■ Problem ■
The entries below must be repeated exactly. None may be skipped.

(Dataset entries)
************
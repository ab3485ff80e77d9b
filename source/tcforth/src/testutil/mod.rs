//! # Test Utilities
//!
//! For now, mostly just helpers for running "ui tests", or executing forth code at
//! test time.
//!
//! ## UI Tests
//!
//! Generally, forth code provided as a str will have one of the following things
//! for each line:
//!
//! * Configuration values for the VM, specified as "frontmatter comments".
//!   These must appear before any other non-comment lines. Currently accepted:
//!     * `( data_stack_elems USIZE )`
//!     * `( return_stack_elems USIZE )`
//!     * `( heap_bytes USIZE )`
//!     * `( input_buf_elems USIZE )`
//!     * `( output_buf_elems USIZE )`
//!     * `( word_buf_elems USIZE )`
//! * Comment lines. These are any lines just containing a `( ... )` style forth comment.
//! * Successful input lines, starting with `> ...`.
//! * Successful output lines, starting with `< ...`.
//!     * Any successful input line can have zero or more output lines
//!     * If *no* input lines are specified, ANY successful output is accepted/ignored.
//! * Unsuccessful input lines, starting with `x ...`.
//!     * This line is expected to fault the VM - `process_line` returns an `Err()`.
//!     * There is no way to specify which error yet
//!     * Unsuccessful input lines may not have any successful output
//!     * A faulted VM stays faulted, so every later line fails too. Put
//!       failing lines last, or use a fresh test.
//!
//! Unknown words are *not* failures: they are reported in the output
//! (`abc ? ok.`) and the line carries on.
//!
//! These ui-tests can also be run as doctests (see below).
//!
//! ### Example
//!
//! ```rust
//! # use tcforth::testutil::blocking_runtest;
//! #
//! # blocking_runtest(r#"
//! ( specify VM settings with frontmatter )
//! ( data_stack_elems 4 )
//!
//! ( specify input with no output )
//! > : star 42 emit ;
//!
//! ( specify input and output )
//! > star
//! < *ok.
//!
//! ( unknown words are reported, not fatal )
//! > starb star
//! < starb ? *ok.
//!
//! ( specify lines that fault the VM )
//! > 1
//! x drop drop
//! # "#)
//! ```

use crate::{Error, Forth, ForthParams};

/// Run the given forth ui test against the default forth vm
///
/// Does accept any/all/none of the following configuration frontmatter (see above
/// for listing of frontmatter kinds)
pub fn blocking_runtest(contents: &str) {
    let tokd = tokenize(contents, true).unwrap();
    let mut forth = Forth::new(tokd.settings, (), Forth::FULL_BUILTINS).unwrap();
    blocking_steps_with(tokd.steps.as_slice(), &mut forth);
}

/// Run the given forth ui-test against the given forth vm.
///
/// Does not accept ui-tests with frontmatter configuration (will panic)
pub fn blocking_runtest_with<T: 'static>(forth: &mut Forth<T>, contents: &str) {
    let tokd = tokenize(contents, false).unwrap();
    blocking_steps_with(tokd.steps.as_slice(), forth);
}

fn check_output(res: Result<(), Error>, outcome: &Outcome, output: &str) {
    println!("< {output}");
    match (res, outcome) {
        (Ok(()), Outcome::OkAnyOutput) => {}
        (Ok(()), Outcome::OkWithOutput(exp)) => {
            let act_lines = output.lines().collect::<Vec<&str>>();
            assert_eq!(act_lines.len(), exp.len());
            act_lines.iter().zip(exp.iter()).for_each(|(a, e)| {
                assert_eq!(a.trim_end(), e.trim_end());
            })
        }
        (Err(_e), Outcome::FatalError) => {}
        (res, exp) => {
            eprintln!("Error!");
            eprintln!("Expected: {exp:?}");
            eprintln!("Got: {res:?}");
            if res.is_ok() {
                eprintln!("Output:\n{}", output);
            }
            panic!();
        }
    }
}

// Runs the given steps against the given forth VM.
//
// Panics on any mismatch
fn blocking_steps_with<T: 'static>(steps: &[Step], forth: &mut Forth<T>) {
    for Step { input, output: outcome } in steps {
        println!("> {input}");
        forth.input.fill(input).unwrap();
        let res = forth.process_line();
        check_output(res, outcome, forth.output.as_str());
        forth.output.clear();
    }
}

#[derive(Debug)]
enum Outcome {
    OkAnyOutput,
    OkWithOutput(Vec<String>),
    FatalError,
}

#[derive(Debug)]
struct Step {
    input: String,
    output: Outcome,
}

#[derive(Default, Debug)]
struct Tokenized {
    settings: ForthParams,
    steps: Vec<Step>,
}

fn tokenize(contents: &str, allow_frontmatter: bool) -> Result<Tokenized, ()> {
    let mut lines = contents.lines();
    let mut output = Tokenized::default();
    let mut frontmatter_done = !allow_frontmatter;

    while let Some(line) = lines.next() {
        let (tok, remain) = if let Some(t) = line.trim_start().split_once(" ") {
            t
        } else {
            continue;
        };

        match tok {
            ">" => {
                frontmatter_done = true;
                output.steps.push(Step {
                    input: remain.to_string(),
                    output: Outcome::OkAnyOutput,
                });
            }
            "<" => {
                frontmatter_done = true;
                let cur_step = output.steps.last_mut().unwrap();
                let expected_out = remain.to_string();
                match &mut cur_step.output {
                    Outcome::OkAnyOutput => {
                        cur_step.output = Outcome::OkWithOutput(vec![expected_out]);
                    },
                    Outcome::OkWithOutput(o) => {
                        o.push(remain.to_string());
                    },
                    Outcome::FatalError => panic!("Fatal error can't set output"),
                }
            }
            "x" => {
                frontmatter_done = true;
                output.steps.push(Step {
                    input: remain.to_string(),
                    output: Outcome::FatalError,
                });
            }
            "(" => {
                let mut split = remain.split_whitespace();
                let mut is_comment = false;
                match split.next() {
                    Some("data_stack_elems") => {
                        output.settings.data_stack_elems = split.next().unwrap().parse::<usize>().unwrap();
                    }
                    Some("return_stack_elems") => {
                        output.settings.return_stack_elems = split.next().unwrap().parse::<usize>().unwrap();
                    }
                    Some("heap_bytes") => {
                        output.settings.heap_bytes = split.next().unwrap().parse::<usize>().unwrap();
                    }
                    Some("input_buf_elems") => {
                        output.settings.input_buf_elems = split.next().unwrap().parse::<usize>().unwrap();
                    }
                    Some("output_buf_elems") => {
                        output.settings.output_buf_elems = split.next().unwrap().parse::<usize>().unwrap();
                    }
                    Some("word_buf_elems") => {
                        output.settings.word_buf_elems = split.next().unwrap().parse::<usize>().unwrap();
                    }
                    Some(_) => {
                        is_comment = true;
                    }
                    _ => panic!(),
                }
                if !is_comment {
                    assert!(!frontmatter_done, "Unexpected frontmatter settings!");
                    assert_eq!(Some(")"), split.next());
                }
            }
            _ => {}
        }
    }

    Ok(output)
}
************
■ Written solution ■
repository ab3485ff80e77d9b
filename source/tcforth/src/testutil/mod.rs
//! # Test Utilities
//!
//! For now, mostly just helpers for running "ui tests", or executing forth code at
//! test time.
//!
//! ## UI Tests
//!
//! Generally, forth code provided as a str will have one of the following things
//! for each line:
//!
//! * Configuration values for the VM, specified as "frontmatter comments".
//!   These must appear before any other non-comment lines. Currently accepted:
//!     * `( data_stack_elems USIZE )`
//!     * `( return_stack_elems USIZE )`
//!     * `( heap_bytes USIZE )`
//!     * `( input_buf_elems USIZE )`
//!     * `( output_buf_elems USIZE )`
//!     * `( word_buf_elems USIZE )`
//! * Comment lines. These are any lines just containing a `( ... )` style forth comment.
//! * Successful input lines, starting with `> ...`.
//! * Successful output lines, starting with `< ...`.
//!     * Any successful input line can have zero or more output lines
//!     * If *no* input lines are specified, ANY successful output is accepted/ignored.
//! * Unsuccessful input lines, starting with `x ...`.
//!     * This line is expected to fault the VM - `process_line` returns an `Err()`.
//!     * There is no way to specify which error yet
//!     * Unsuccessful input lines may not have any successful output
//!     * A faulted VM stays faulted, so every later line fails too. Put
//!       failing lines last, or use a fresh test.
//!
//! Unknown words are *not* failures: they are reported in the output
//! (`abc ? ok.`) and the line carries on.
//!
//! These ui-tests can also be run as doctests (see below).
//!
//! ### Example
//!
//! ```rust
//! # use tcforth::testutil::blocking_runtest;
//! #
//! # blocking_runtest(r#"
//! ( specify VM settings with frontmatter )
//! ( data_stack_elems 4 )
//!
//! ( specify input with no output )
//! > : star 42 emit ;
//!
//! ( specify input and output )
//! > star
//! < *ok.
//!
//! ( unknown words are reported, not fatal )
//! > starb star
//! < starb ? *ok.
//!
//! ( specify lines that fault the VM )
//! > 1
//! x drop drop
//! # "#)
//! ```

use crate::{Error, Forth, ForthParams};

/// Run the given forth ui test against the default forth vm
///
/// Does accept any/all/none of the following configuration frontmatter (see above
/// for listing of frontmatter kinds)
pub fn blocking_runtest(contents: &str) {
    let tokd = tokenize(contents, true).unwrap();
    let mut forth = Forth::new(tokd.settings, (), Forth::FULL_BUILTINS).unwrap();
    blocking_steps_with(tokd.steps.as_slice(), &mut forth);
}

/// Run the given forth ui-test against the given forth vm.
///
/// Does not accept ui-tests with frontmatter configuration (will panic)
pub fn blocking_runtest_with<T: 'static>(forth: &mut Forth<T>, contents: &str) {
    let tokd = tokenize(contents, false).unwrap();
    blocking_steps_with(tokd.steps.as_slice(), forth);
}

fn check_output(res: Result<(), Error>, outcome: &Outcome, output: &str) {
    println!("< {output}");
    match (res, outcome) {
        (Ok(()), Outcome::OkAnyOutput) => {}
        (Ok(()), Outcome::OkWithOutput(exp)) => {
            let act_lines = output.lines().collect::<Vec<&str>>();
            assert_eq!(act_lines.len(), exp.len());
            act_lines.iter().zip(exp.iter()).for_each(|(a, e)| {
                assert_eq!(a.trim_end(), e.trim_end());
            })
        }
        (Err(_e), Outcome::FatalError) => {}
        (res, exp) => {
            eprintln!("Error!");
            eprintln!("Expected: {exp:?}");
            eprintln!("Got: {res:?}");
            if res.is_ok() {
                eprintln!("Output:\n{}", output);
            }
            panic!();
        }
    }
}

// Runs the given steps against the given forth VM.
//
// Panics on any mismatch
fn blocking_steps_with<T: 'static>(steps: &[Step], forth: &mut Forth<T>) {
    for Step { input, output: outcome } in steps {
        println!("> {input}");
        forth.input.fill(input).unwrap();
        let res = forth.process_line();
        check_output(res, outcome, forth.output.as_str());
        forth.output.clear();
    }
}

#[derive(Debug)]
enum Outcome {
    OkAnyOutput,
    OkWithOutput(Vec<String>),
    FatalError,
}

#[derive(Debug)]
struct Step {
    input: String,
    output: Outcome,
}

#[derive(Default, Debug)]
struct Tokenized {
    settings: ForthParams,
    steps: Vec<Step>,
}

fn tokenize(contents: &str, allow_frontmatter: bool) -> Result<Tokenized, ()> {
    let mut lines = contents.lines();
    let mut output = Tokenized::default();
    let mut frontmatter_done = !allow_frontmatter;

    while let Some(line) = lines.next() {
        let (tok, remain) = if let Some(t) = line.trim_start().split_once(" ") {
            t
        } else {
            continue;
        };

        match tok {
            ">" => {
                frontmatter_done = true;
                output.steps.push(Step {
                    input: remain.to_string(),
                    output: Outcome::OkAnyOutput,
                });
            }
            "<" => {
                frontmatter_done = true;
                let cur_step = output.steps.last_mut().unwrap();
                let expected_out = remain.to_string();
                match &mut cur_step.output {
                    Outcome::OkAnyOutput => {
                        cur_step.output = Outcome::OkWithOutput(vec![expected_out]);
                    },
                    Outcome::OkWithOutput(o) => {
                        o.push(remain.to_string());
                    },
                    Outcome::FatalError => panic!("Fatal error can't set output"),
                }
            }
            "x" => {
                frontmatter_done = true;
                output.steps.push(Step {
                    input: remain.to_string(),
                    output: Outcome::FatalError,
                });
            }
            "(" => {
                let mut split = remain.split_whitespace();
                let mut is_comment = false;
                match split.next() {
                    Some("data_stack_elems") => {
                        output.settings.data_stack_elems = split.next().unwrap().parse::<usize>().unwrap();
                    }
                    Some("return_stack_elems") => {
                        output.settings.return_stack_elems = split.next().unwrap().parse::<usize>().unwrap();
                    }
                    Some("heap_bytes") => {
                        output.settings.heap_bytes = split.next().unwrap().parse::<usize>().unwrap();
                    }
                    Some("input_buf_elems") => {
                        output.settings.input_buf_elems = split.next().unwrap().parse::<usize>().unwrap();
                    }
                    Some("output_buf_elems") => {
                        output.settings.output_buf_elems = split.next().unwrap().parse::<usize>().unwrap();
                    }
                    Some("word_buf_elems") => {
                        output.settings.word_buf_elems = split.next().unwrap().parse::<usize>().unwrap();
                    }
                    Some(_) => {
                        is_comment = true;
                    }
                    _ => panic!(),
                }
                if !is_comment {
                    assert!(!frontmatter_done, "Unexpected frontmatter settings!");
                    assert_eq!(Some(")"), split.next());
                }
            }
            _ => {}
        }
    }

    Ok(output)
}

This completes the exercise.